La industria del automóvil europeo está en caída libre. La tormenta ya no es pronóstico, es presente. Ola Källenius, jefe de Mercedes y presidente de ACEA, lo dijo claro. “Estamos a punto de estrellarnos contra un muro”. No es metáfora. Es la descripción exacta de un sector que camina con los ojos vendados hacia el abismo.
La Unión Europea ha marcado 2035 como fecha límite para los coches de combustión. Prohibición total. Cero concesiones. Sobre el papel suena limpio. En la práctica es una sentencia de muerte para quienes no puedan financiar la transición. Porque la demanda de eléctricos no está ni cerca de lo proyectado. Primer semestre con ventas tímidas, casi insignificantes frente a las inversiones monstruosas. Fábricas que queman dinero, plataformas nuevas que no se amortizan, balances que sangran.
Se habla de neutralidad tecnológica, de dar espacio a otras soluciones. La realidad es que la política va por un carril y el mercado por otro. Los políticos marcan calendarios como si fueran dueños de la oferta y la demanda. Pero los clientes no compran discursos, compran coches que puedan pagar, con autonomía real, con infraestructuras que aún no existen.
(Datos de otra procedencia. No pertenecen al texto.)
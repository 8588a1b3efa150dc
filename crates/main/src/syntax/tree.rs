////////////////////////////////////////////////////////////////////////////////
// This file is part of "Ad Astra", an embeddable scripting programming       //
// language platform.                                                         //
//                                                                            //
// This work is proprietary software with source-available code.              //
//                                                                            //
// To copy, use, distribute, or contribute to this work, you must agree to    //
// the terms of the General License Agreement:                                //
//                                                                            //
// https://github.com/Eliah-Lakhin/ad-astra/blob/master/EULA.md               //
//                                                                            //
// The agreement grants a Basic Commercial License, allowing you to use       //
// this work in non-commercial and limited commercial products with a total   //
// gross revenue cap. To remove this commercial limit for one of your         //
// products, you must acquire a Full Commercial License.                      //
//                                                                            //
// If you contribute to the source code, documentation, or related materials, //
// you must grant me an exclusive license to these contributions.             //
// Contributions are governed by the "Contributions" section of the General   //
// License Agreement.                                                         //
//                                                                            //
// Copying the work in parts is strictly forbidden, except as permitted       //
// under the General License Agreement.                                       //
//                                                                            //
// If you do not or cannot agree to the terms of this Agreement,              //
// do not use this work.                                                      //
//                                                                            //
// This work is provided "as is", without any warranties, express or implied, //
// except where such disclaimers are legally invalid.                         //
//                                                                            //
// Copyright (c) 2024 Ilya Lakhin (Илья Александрович Лахин).                 //
// All rights reserved.                                                       //
////////////////////////////////////////////////////////////////////////////////

use std::fmt::{Debug, Display, Formatter};

use ahash::AHashMap;
use compact_str::CompactString;
use lady_deirdre::{
    arena::{Id, Identifiable},
    lexis::SiteSpan,
};

use crate::syntax::SyntaxKind;

/// A reference to a [SyntaxElement] inside a [SyntaxTree].
///
/// The reference consists of the tree's [Id] and the element's index in the
/// tree's arena. References are cheap to copy and remain valid for the
/// lifetime of the tree they were created for.
///
/// The [nil](ElementRef::nil) reference does not point to any element.
#[derive(Clone, Copy, PartialEq, Eq, PartialOrd, Ord, Hash)]
pub struct ElementRef {
    /// An identifier of the tree.
    pub id: Id,

    /// An index of the element within the tree.
    pub index: usize,
}

impl Debug for ElementRef {
    fn fmt(&self, formatter: &mut Formatter<'_>) -> std::fmt::Result {
        match self.is_nil() {
            true => formatter.write_str("ElementRef(nil)"),
            false => formatter.write_fmt(format_args!("ElementRef({}:{})", self.id, self.index)),
        }
    }
}

impl Display for ElementRef {
    #[inline(always)]
    fn fmt(&self, formatter: &mut Formatter<'_>) -> std::fmt::Result {
        Debug::fmt(self, formatter)
    }
}

impl Identifiable for ElementRef {
    #[inline(always)]
    fn id(&self) -> Id {
        self.id
    }
}

impl Default for ElementRef {
    #[inline(always)]
    fn default() -> Self {
        Self::nil()
    }
}

impl ElementRef {
    /// Returns a reference that does not point to any element.
    #[inline(always)]
    pub fn nil() -> Self {
        Self {
            id: Id::nil(),
            index: usize::MAX,
        }
    }

    /// Returns true if this reference is [nil](Self::nil).
    #[inline(always)]
    pub fn is_nil(&self) -> bool {
        self.id.is_nil() || self.index == usize::MAX
    }

    /// Returns the referred element, or None if the reference does not belong
    /// to the `tree`.
    #[inline(always)]
    pub fn deref<'a>(&self, tree: &'a SyntaxTree) -> Option<&'a SyntaxElement> {
        tree.get(self)
    }

    /// Returns the kind of the referred element.
    #[inline(always)]
    pub fn kind(&self, tree: &SyntaxTree) -> Option<SyntaxKind> {
        Some(self.deref(tree)?.kind)
    }

    /// Returns a reference to the parent element. Returns a nil reference for
    /// the root elements and for invalid references.
    #[inline(always)]
    pub fn parent(&self, tree: &SyntaxTree) -> ElementRef {
        match self.deref(tree) {
            Some(element) => element.parent,
            None => ElementRef::nil(),
        }
    }

    /// Returns true if this element is `other` or one of its descendants.
    pub fn is_within(&self, tree: &SyntaxTree, other: &ElementRef) -> bool {
        let mut current = *self;

        while !current.is_nil() {
            if &current == other {
                return true;
            }

            current = current.parent(tree);
        }

        false
    }
}

/// A node of the [SyntaxTree].
#[derive(Clone, Debug, PartialEq, Eq)]
pub struct SyntaxElement {
    /// A reference to this element.
    pub element_ref: ElementRef,

    /// The kind of this element.
    pub kind: SyntaxKind,

    /// The byte range of this element in the source text.
    pub span: SiteSpan,

    /// A reference to the parent element, or nil for the root elements.
    pub parent: ElementRef,

    /// Child elements in source order.
    pub children: Vec<ElementRef>,

    /// An identifier, a literal, an operator or an import alias, depending
    /// on the element's kind.
    pub text: Option<CompactString>,
}

impl SyntaxElement {
    /// Returns the element's text, or an empty string if the element does not
    /// carry any text.
    #[inline(always)]
    pub fn text(&self) -> &str {
        match &self.text {
            Some(text) => text.as_str(),
            None => "",
        }
    }

    /// Returns the first child of the specified kind.
    pub fn child_of(&self, tree: &SyntaxTree, kind: SyntaxKind) -> Option<ElementRef> {
        self.children
            .iter()
            .copied()
            .find(|child| child.kind(tree) == Some(kind))
    }

    /// Returns all children of the specified kind.
    pub fn children_of<'a>(
        &'a self,
        tree: &'a SyntaxTree,
        kind: SyntaxKind,
    ) -> impl Iterator<Item = ElementRef> + 'a {
        self.children
            .iter()
            .copied()
            .filter(move |child| child.kind(tree) == Some(kind))
    }

    /// Returns the first child that is an expression.
    pub fn expression_child(&self, tree: &SyntaxTree) -> Option<ElementRef> {
        self.children.iter().copied().find(|child| match child.kind(tree) {
            Some(kind) => kind.is_expression(),
            None => false,
        })
    }
}

/// An immutable parent-linked syntax tree.
///
/// The tree may hold several roots: [files](SyntaxKind::File) of the analyzed
/// program and [code fragments](SyntaxKind::CodeFragment) evaluated in the
/// context of other elements.
///
/// The tree is produced by the [TreeBuilder](crate::syntax::TreeBuilder) and
/// never changes afterwards. Every resolution session is bound to a single
/// tree instance.
///
/// A clone of the tree keeps the original [Id], so the element references
/// are valid in both instances.
#[derive(Clone)]
pub struct SyntaxTree {
    pub(super) id: Id,
    pub(super) elements: Vec<SyntaxElement>,
    pub(super) roots: Vec<ElementRef>,
    pub(super) contexts: AHashMap<ElementRef, ElementRef>,
}

impl Identifiable for SyntaxTree {
    #[inline(always)]
    fn id(&self) -> Id {
        self.id
    }
}

impl Debug for SyntaxTree {
    fn fmt(&self, formatter: &mut Formatter<'_>) -> std::fmt::Result {
        formatter
            .debug_struct("SyntaxTree")
            .field("id", &self.id)
            .field("elements", &self.elements.len())
            .field("roots", &self.roots)
            .finish_non_exhaustive()
    }
}

impl SyntaxTree {
    /// Returns an element by reference.
    #[inline(always)]
    pub fn get(&self, element_ref: &ElementRef) -> Option<&SyntaxElement> {
        if element_ref.id != self.id {
            return None;
        }

        self.elements.get(element_ref.index)
    }

    /// Returns true if the reference points to an element of this tree.
    #[inline(always)]
    pub fn contains(&self, element_ref: &ElementRef) -> bool {
        self.get(element_ref).is_some()
    }

    /// Returns all root elements in creation order.
    #[inline(always)]
    pub fn roots(&self) -> &[ElementRef] {
        &self.roots
    }

    /// Returns references to all elements of the tree in creation order.
    pub fn elements(&self) -> impl Iterator<Item = ElementRef> + '_ {
        self.elements.iter().map(|element| element.element_ref)
    }

    /// Returns the number of elements in the tree.
    #[inline(always)]
    pub fn len(&self) -> usize {
        self.elements.len()
    }

    #[inline(always)]
    pub fn is_empty(&self) -> bool {
        self.elements.is_empty()
    }

    /// Returns all [File](SyntaxKind::File) roots.
    pub fn files(&self) -> impl Iterator<Item = ElementRef> + '_ {
        self.roots
            .iter()
            .copied()
            .filter(|root| root.kind(self) == Some(SyntaxKind::File))
    }

    /// Returns the root element that contains the specified element.
    pub fn root_of(&self, element_ref: &ElementRef) -> ElementRef {
        let mut current = *element_ref;

        loop {
            let parent = current.parent(self);

            if parent.is_nil() {
                return current;
            }

            current = parent;
        }
    }

    /// Returns the context element of the code fragment, if specified.
    #[inline(always)]
    pub fn fragment_context(&self, fragment: &ElementRef) -> Option<ElementRef> {
        self.contexts.get(fragment).copied()
    }

    /// Returns the nearest self-or-ancestor element that satisfies the
    /// predicate.
    pub fn ancestor(
        &self,
        element_ref: &ElementRef,
        mut predicate: impl FnMut(SyntaxKind) -> bool,
    ) -> Option<ElementRef> {
        let mut current = *element_ref;

        while let Some(element) = current.deref(self) {
            if predicate(element.kind) {
                return Some(current);
            }

            current = element.parent;
        }

        None
    }

    /// Returns the nearest strict ancestor of the specified kind.
    #[inline(always)]
    pub fn parent_of_kind(&self, element_ref: &ElementRef, kind: SyntaxKind) -> Option<ElementRef> {
        let parent = element_ref.parent(self);

        self.ancestor(&parent, |candidate| candidate == kind)
    }

    /// Returns the direct child of `ancestor` that contains `element_ref`.
    pub fn child_on_path(&self, ancestor: &ElementRef, element_ref: &ElementRef) -> Option<ElementRef> {
        let mut current = *element_ref;

        loop {
            let parent = current.parent(self);

            if parent.is_nil() {
                return None;
            }

            if &parent == ancestor {
                return Some(current);
            }

            current = parent;
        }
    }

    /// Returns true if the element's subtree contains an element of kind
    /// that satisfies the predicate.
    pub fn subtree_contains(
        &self,
        element_ref: &ElementRef,
        predicate: &mut impl FnMut(SyntaxKind) -> bool,
    ) -> bool {
        let Some(element) = element_ref.deref(self) else {
            return false;
        };

        if predicate(element.kind) {
            return true;
        }

        element
            .children
            .iter()
            .any(|child| self.subtree_contains(child, predicate))
    }

    /// Returns the package name segments declared by the file, or an empty
    /// vector for the root package.
    pub fn package_segments(&self, file: &ElementRef) -> Vec<CompactString> {
        let Some(file) = file.deref(self) else {
            return Vec::new();
        };

        let Some(directive) = file.child_of(self, SyntaxKind::PackageDirective) else {
            return Vec::new();
        };

        let Some(directive) = directive.deref(self) else {
            return Vec::new();
        };

        directive
            .children_of(self, SyntaxKind::NameRef)
            .filter_map(|segment| segment.deref(self)?.text.clone())
            .collect()
    }
}
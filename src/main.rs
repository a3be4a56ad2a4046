use clap::Parser;
use schelling::{create_observer, Config, ConfigError, Simulation, Verbosity};
use std::path::PathBuf;
use std::process::ExitCode;
use std::time::Duration;

/// Simulate the Schelling segregation model on a 2D board
#[derive(Parser, Debug)]
#[command(name = "schelling")]
#[command(about = "Simulate the Schelling segregation model on a 2D board")]
struct Args {
    /// Path to the board configuration file
    input: PathBuf,

    /// Output verbosity: 0 = silent, 1 = board after each round, 2 = animated
    #[arg(default_value = "0")]
    verbosity: String,

    /// Delay between frames in milliseconds when animated
    #[arg(long, default_value_t = 10)]
    delay_ms: u64,

    /// Write a JSON trace of every relocation to this file
    #[arg(long)]
    trace: Option<PathBuf>,
}

// Kept as a plain string in `Args` so that a malformed level ("abc") is
// rejected here with the same exit code as an out-of-range one ("3")
fn parse_verbosity(value: &str) -> Option<Verbosity> {
    match value {
        "0" => Some(Verbosity::Silent),
        "1" => Some(Verbosity::Normal),
        "2" => Some(Verbosity::Verbose),
        _ => None,
    }
}

fn main() -> ExitCode {
    let args = Args::parse();

    let verbosity = match parse_verbosity(&args.verbosity) {
        Some(verbosity) => verbosity,
        None => {
            eprintln!("Verbosity level invalid. Should be 0, 1, or 2");
            return ExitCode::from(1);
        }
    };

    let config = match Config::load(&args.input) {
        Ok(config) => config,
        // File-access problems and bad file contents get distinct exit codes
        Err(err @ ConfigError::Io(_)) => {
            eprintln!("{}", err);
            return ExitCode::from(1);
        }
        Err(err) => {
            eprintln!("{}", err);
            return ExitCode::from(2);
        }
    };

    let mut observer = create_observer(
        verbosity,
        Duration::from_millis(args.delay_ms),
        args.trace.map(|path| path.display().to_string()),
    );

    let mut simulation = Simulation::new(config.to_board(), config.threshold, config.iterations);
    simulation.run(observer.as_mut());

    ExitCode::SUCCESS
}

#[cfg(test)]
mod tests {
    use super::*;

    #[test]
    fn when_the_verbosity_is_a_known_level_it_is_parsed() {
        assert_eq!(parse_verbosity("0"), Some(Verbosity::Silent));
        assert_eq!(parse_verbosity("1"), Some(Verbosity::Normal));
        assert_eq!(parse_verbosity("2"), Some(Verbosity::Verbose));
    }

    #[test]
    fn when_the_verbosity_is_out_of_range_or_malformed_it_is_rejected() {
        assert_eq!(parse_verbosity("3"), None);
        assert_eq!(parse_verbosity("-1"), None);
        assert_eq!(parse_verbosity("abc"), None);
        assert_eq!(parse_verbosity(""), None);
    }
}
Mientras tanto, los fabricantes europeos viven un déjà vu peligroso. Producción cada vez más cara, márgenes más finos que nunca, tormenta financiera sobre la mesa. Y al mismo tiempo, gigantes chinos avanzando con modelos más baratos, más agresivos y con una logística que Europa ya no puede igualar. El choque frontal no está a años vista, está pasando en tiempo real.
El autoengaño es el peor enemigo ahora. Quien crea que esto es solo una fase de ajuste no ha entendido la magnitud. No hay margen para esperar al cliente ni para rezar por milagros regulatorios. El sector se parte en dos. Los que logren adaptarse, sobrevivirán con cicatrices. Los que se queden atrapados en debates interminables, van a desaparecer del mapa. La historia industrial europea ya tiene suficientes cementerios. Este puede ser el mayor de todos.